The Legislature argued before the Ninth Circuit in February that the monument, which encloses some untouched parcels of state land, will reduce the value of that state land. Because that injury would apply directly to the state, only the state or a designated agent, not its Legislature or treasurer, could bring that claim in federal court.
Arizona Senate Republicans say they are working with the Trump administration to reverse the designation.
“It’s sad to see the Ninth Circuit kicked the can down the road,” state Senate President Warren Petersen told Courthouse News. “The court did not address whether the Biden administration had the right to create this massive national monument around the Grand Canyon — it simply ruled that our challenge came too soon. Arizona families should not have to wait years while our land and economic opportunities remain locked up. We will continue fighting to protect Arizona’s economy, jobs, and state sovereignty from this expansive federal land lock-up.”
The monument covers roughly 900,000 acres of land in three areas surrounding the canyon. The Grand Canyon Tribal Coalition — made up of 12 tribes that live near the canyon and pushed alongside the Grand Canyon Trust for the designation — says increased uranium mining could contaminate drinking water for thousands of people, pointing to decades of poisoning endured by the Navajo Nation after the U.S. government abandoned hundreds of uranium mines on Navajo land.
“Today’s ruling is a victory for the people of Arizona and for the Indigenous communities whose ancestral homelands are protected by this monument,” Attorney General Kris Mayes said in a Wednesday press release. “The court rejected every argument Senate President Warren Petersen, Speaker of the House Steve Montenegro and Treasurer Kimberly Yee put forward. I am proud to have stood up to defend these sacred and important lands.”
The Biden administration said the designation would protect sacred cultural spaces while respecting existing livestock grazing permits and preserving access for hunting and fishing. The monument will “help right the wrongs of the past and conserve this land of ancestral footprints,” Biden said in 2023.
Companies with active claims to land in the area will still be allowed to mine — the executive order only prevents development of new mines.
At oral arguments, the plaintiffs admitted that no active mining projects were halted.
“To the extent the local governments allege that, separate and apart from anticipated uranium mining, they are presently losing tax revenue from the ban on mineral and geothermal leasing, that injury is equally speculative,” the panel wrote. “Plaintiffs fail to allege that any entity has ever sought to engage in ‘mineral or geothermal leasing,’ or that the monument land even contains those resources.”
Colorado City, bordering Utah, argued separately that the city’s water rights may be threatened if the federal government decides to restrict pumping on the now-federally controlled land.
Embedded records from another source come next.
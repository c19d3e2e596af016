//! # Product Client
//!
//! Provides a high-level API for interacting with a `Product` actor.
//! It wraps a `ResourceClient<Product>` and exposes the wishlist operations, plus the
//! submitting flag that keeps a form from being sent twice.
use crate::model::{FileId, PriorityFilter, Product, ProductCreate, ProductId, ProductUpdate};
use crate::product_actor::{ProductAction, ProductActionResult, ProductError};
use async_trait::async_trait;
use resource_actor::{ActorClient, FrameworkError, ResourceClient};
use std::sync::atomic::{AtomicBool, Ordering};
use std::sync::Arc;
use tracing::{debug, instrument};

/// Client for interacting with the Product actor.
///
/// Clones share the submitting flag, so a create or edit started from one clone blocks
/// another create or edit from any of them until it settles.
#[derive(Clone)]
pub struct ProductClient {
    inner: ResourceClient<Product>,
    submitting: Arc<AtomicBool>,
}

/// Clears the submitting flag when the submission settles, however it ends.
struct Submission(Arc<AtomicBool>);

impl Drop for Submission {
    fn drop(&mut self) {
        self.0.store(false, Ordering::Release);
    }
}

impl ProductClient {
    pub fn new(inner: ResourceClient<Product>) -> Self {
        Self {
            inner,
            submitting: Arc::new(AtomicBool::new(false)),
        }
    }

    /// True while a create or edit is in flight.
    pub fn is_submitting(&self) -> bool {
        self.submitting.load(Ordering::Acquire)
    }

    fn begin_submission(&self) -> Result<Submission, ProductError> {
        self.submitting
            .compare_exchange(false, true, Ordering::AcqRel, Ordering::Acquire)
            .map_err(|_| ProductError::SubmissionInFlight)?;
        Ok(Submission(self.submitting.clone()))
    }

    /// Add a product: upload its image, write the record, reload the catalog.
    ///
    /// Returns the record as stored.
    #[instrument(skip(self))]
    pub async fn create_product(&self, params: ProductCreate) -> Result<Product, ProductError> {
        let _submission = self.begin_submission()?;
        debug!("Sending request");
        self.inner.create(params).await.map_err(Self::map_error)
    }

    /// Overwrite title, link, priority and purchased flag. The image stays.
    #[instrument(skip(self))]
    pub async fn update_product(
        &self,
        id: ProductId,
        update: ProductUpdate,
    ) -> Result<Product, ProductError> {
        let _submission = self.begin_submission()?;
        debug!("Sending request");
        self.inner.update(id, update).await.map_err(Self::map_error)
    }

    /// Flip the purchased flag. Returns the flag as stored.
    #[instrument(skip(self))]
    pub async fn set_purchased(&self, id: ProductId, purchased: bool) -> Result<bool, ProductError> {
        debug!("Sending request");
        match self
            .inner
            .perform_action(id, ProductAction::SetPurchased(purchased))
            .await
        {
            Ok(ProductActionResult::SetPurchased(stored)) => Ok(stored),
            Err(e) => Err(Self::map_error(e)),
        }
    }

    /// Remove the product's image, then its record.
    #[instrument(skip(self))]
    pub async fn delete_product(&self, id: ProductId, image_id: FileId) -> Result<(), ProductError> {
        debug!("Sending request");
        self.inner.delete(id, image_id).await.map_err(Self::map_error)
    }

    /// The current snapshot narrowed by priority. No round trip.
    pub fn catalog(&self, filter: PriorityFilter) -> Vec<Product> {
        filter.apply(&self.inner.snapshot())
    }
}

#[async_trait]
impl ActorClient<Product> for ProductClient {
    type Error = ProductError;

    fn inner(&self) -> &ResourceClient<Product> {
        &self.inner
    }

    fn map_error(e: FrameworkError) -> Self::Error {
        ProductError::from_framework(e)
    }
}

#[cfg(test)]
mod tests {
    use super::*;
    use crate::backend::BackendError;
    use crate::model::{CatalogQuery, ImageUpload, Priority};
    use resource_actor::mock::{create_mock_client, expect_action, expect_create, MockClient};

    fn product(id: &str, priority: Option<Priority>) -> Product {
        Product {
            id: ProductId::from(id),
            title: format!("title {id}"),
            product_url: "https://x".to_string(),
            image_id: FileId::from(format!("file_{id}")),
            priority,
            purchased: false,
        }
    }

    fn lamp_form() -> ProductCreate {
        ProductCreate {
            title: "Lamp".to_string(),
            link: "https://x".to_string(),
            image: Some(ImageUpload::new("lamp.png", "image/png", vec![1, 2, 3])),
            priority: Priority::High,
            gate_date: "2024-05-03".to_string(),
        }
    }

    #[tokio::test]
    async fn test_set_purchased_sends_action() {
        let (client, mut receiver) = create_mock_client::<Product>(10);
        let product_client = ProductClient::new(client);

        let task = tokio::spawn(async move {
            product_client
                .set_purchased(ProductId::from("p1"), true)
                .await
        });

        let (id, action, responder) = expect_action(&mut receiver)
            .await
            .expect("Expected Action request");
        assert_eq!(id, ProductId::from("p1"));
        assert_eq!(action, ProductAction::SetPurchased(true));
        responder
            .send(Ok(ProductActionResult::SetPurchased(true)))
            .unwrap();

        assert!(task.await.unwrap().unwrap());
    }

    #[tokio::test]
    async fn test_second_submission_is_rejected_while_first_in_flight() {
        let (client, mut receiver) = create_mock_client::<Product>(10);
        let product_client = ProductClient::new(client);

        let first_client = product_client.clone();
        let first = tokio::spawn(async move { first_client.create_product(lamp_form()).await });

        let (params, responder) = expect_create(&mut receiver)
            .await
            .expect("Expected Create request");
        assert_eq!(params.title, "Lamp");
        assert!(product_client.is_submitting());

        let second = product_client
            .update_product(ProductId::from("p1"), ProductUpdate::from(&product("p1", None)))
            .await;
        assert!(matches!(second, Err(ProductError::SubmissionInFlight)));

        responder.send(Ok(product("p1", Some(Priority::High)))).unwrap();
        assert_eq!(first.await.unwrap().unwrap().id, ProductId::from("p1"));
        assert!(!product_client.is_submitting());
    }

    #[tokio::test]
    async fn test_failed_submission_clears_flag_and_keeps_error_type() {
        let mut mock = MockClient::<Product>::new();
        mock.expect_create()
            .return_err(FrameworkError::entity(ProductError::GateRejected));
        mock.expect_create().return_err(FrameworkError::entity(ProductError::Backend(
            BackendError::Rejected {
                status: 500,
                message: "down".to_string(),
            },
        )));

        let client = ProductClient::new(mock.client());
        let gate = client.create_product(lamp_form()).await.unwrap_err();
        assert_eq!(gate.to_string(), "MAL GEI");
        assert!(!client.is_submitting());

        let backend = client.create_product(lamp_form()).await.unwrap_err();
        assert!(matches!(
            backend,
            ProductError::Backend(BackendError::Rejected { status: 500, .. })
        ));
        mock.verify();
    }

    #[tokio::test]
    async fn test_catalog_filters_the_snapshot() {
        let mock = MockClient::<Product>::new();
        mock.publish(vec![
            product("a", Some(Priority::High)),
            product("b", Some(Priority::Low)),
            product("c", None),
        ]);
        let client = ProductClient::new(mock.client());

        assert_eq!(client.catalog(PriorityFilter::All).len(), 3);
        let high = client.catalog(PriorityFilter::Only(Priority::High));
        assert_eq!(high.len(), 1);
        assert_eq!(high[0].id, ProductId::from("a"));
        assert!(client.catalog(PriorityFilter::Only(Priority::Medium)).is_empty());
    }

    #[tokio::test]
    async fn test_load_switches_query_through_trait() {
        let mut mock = MockClient::<Product>::new();
        mock.expect_load()
            .return_ok(Arc::new(vec![product("a", Some(Priority::High))]));
        let client = ProductClient::new(mock.client());

        let loaded = client.load(Some(CatalogQuery::purchased())).await.unwrap();
        assert_eq!(loaded.len(), 1);
        mock.verify();
    }

    #[tokio::test]
    async fn test_closed_actor_maps_to_communication_error() {
        let (client, receiver) = create_mock_client::<Product>(1);
        drop(receiver);
        let product_client = ProductClient::new(client);

        let result = product_client
            .delete_product(ProductId::from("p1"), FileId::from("f1"))
            .await;
        assert!(matches!(result, Err(ProductError::ActorCommunicationError(_))));
    }
}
The panel found that the fear of losing water rights directly conflicted with the proclamation, which made clear that no water rights would be affected.
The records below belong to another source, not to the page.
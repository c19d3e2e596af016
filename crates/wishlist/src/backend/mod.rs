//! # Remote Store Seams
//!
//! The wishlist talks to two external services: a document store holding the product
//! records and a file store holding their images. Each is a trait so the product actor
//! can run against the hosted service ([`appwrite::AppwriteBackend`]) or an in-process
//! stand-in ([`memory::MemoryBackend`]).

pub mod appwrite;
pub mod memory;

pub use appwrite::AppwriteBackend;
pub use memory::MemoryBackend;

use crate::model::{CatalogQuery, FileId, ImageUpload, NewProduct, Product, ProductId, ProductPatch};
use async_trait::async_trait;
use thiserror::Error;

/// Errors reported by either store.
#[derive(Debug, Error)]
pub enum BackendError {
    /// The record or object does not exist (HTTP 404).
    #[error("Not found: {0}")]
    NotFound(String),

    /// The service answered with a non-success status.
    #[error("Request rejected ({status}): {message}")]
    Rejected { status: u16, message: String },

    /// The request never got an answer (connect, TLS, timeout).
    #[error("Transport error: {0}")]
    Transport(#[from] reqwest::Error),

    /// The request was refused locally, before anything was sent.
    #[error("Invalid request: {0}")]
    InvalidRequest(String),

    /// The answer could not be understood.
    #[error("Malformed response: {0}")]
    Decode(String),
}

/// The document collection holding product records.
#[async_trait]
pub trait ProductStore: Send + Sync {
    /// Every record matching `query`, in store order. No pagination.
    async fn list(&self, query: &CatalogQuery) -> Result<Vec<Product>, BackendError>;

    /// Writes a new record with `purchased = false` and returns it as stored.
    async fn create(&self, record: NewProduct) -> Result<Product, BackendError>;

    /// Overwrites the fields present in `patch`.
    async fn update(&self, id: &ProductId, patch: ProductPatch) -> Result<Product, BackendError>;

    async fn delete(&self, id: &ProductId) -> Result<(), BackendError>;
}

/// The bucket holding product images.
#[async_trait]
pub trait FileStore: Send + Sync {
    async fn upload(&self, image: ImageUpload) -> Result<FileId, BackendError>;

    async fn remove(&self, id: &FileId) -> Result<(), BackendError>;

    /// Where a browser can display the object.
    fn view_url(&self, id: &FileId) -> String;
}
The Legislature also argued that the monument designation forced it to divert resources to activities like passing laws and holding hearings, like the one it held to dispute the designation in 2023, regarding the monument’s legality.
“But a plaintiff may not manufacture an injury by simply choosing to spend money,” the panel retorted.
Finally, the plaintiffs suggested the state will suffer future economic harm by paying higher electricity bills than it would have if the federal government allowed uranium mining to proliferate in the area.
“That theory fares no better than the others,” the panel found. “Future energy prices depend on many unknown variables and the unfettered choices of innumerable third parties. Any future economic harm from higher energy prices caused by the proclamation is accordingly far too speculative to support standing.”
The panel was comprised of U.S. Circuit Judges Consuelo Callahan, appointed by George W. Bush, John B. Owens and Michelle Friedland, both Obama appointees.
Legislative Republicans did not immediately reply to requests for comment.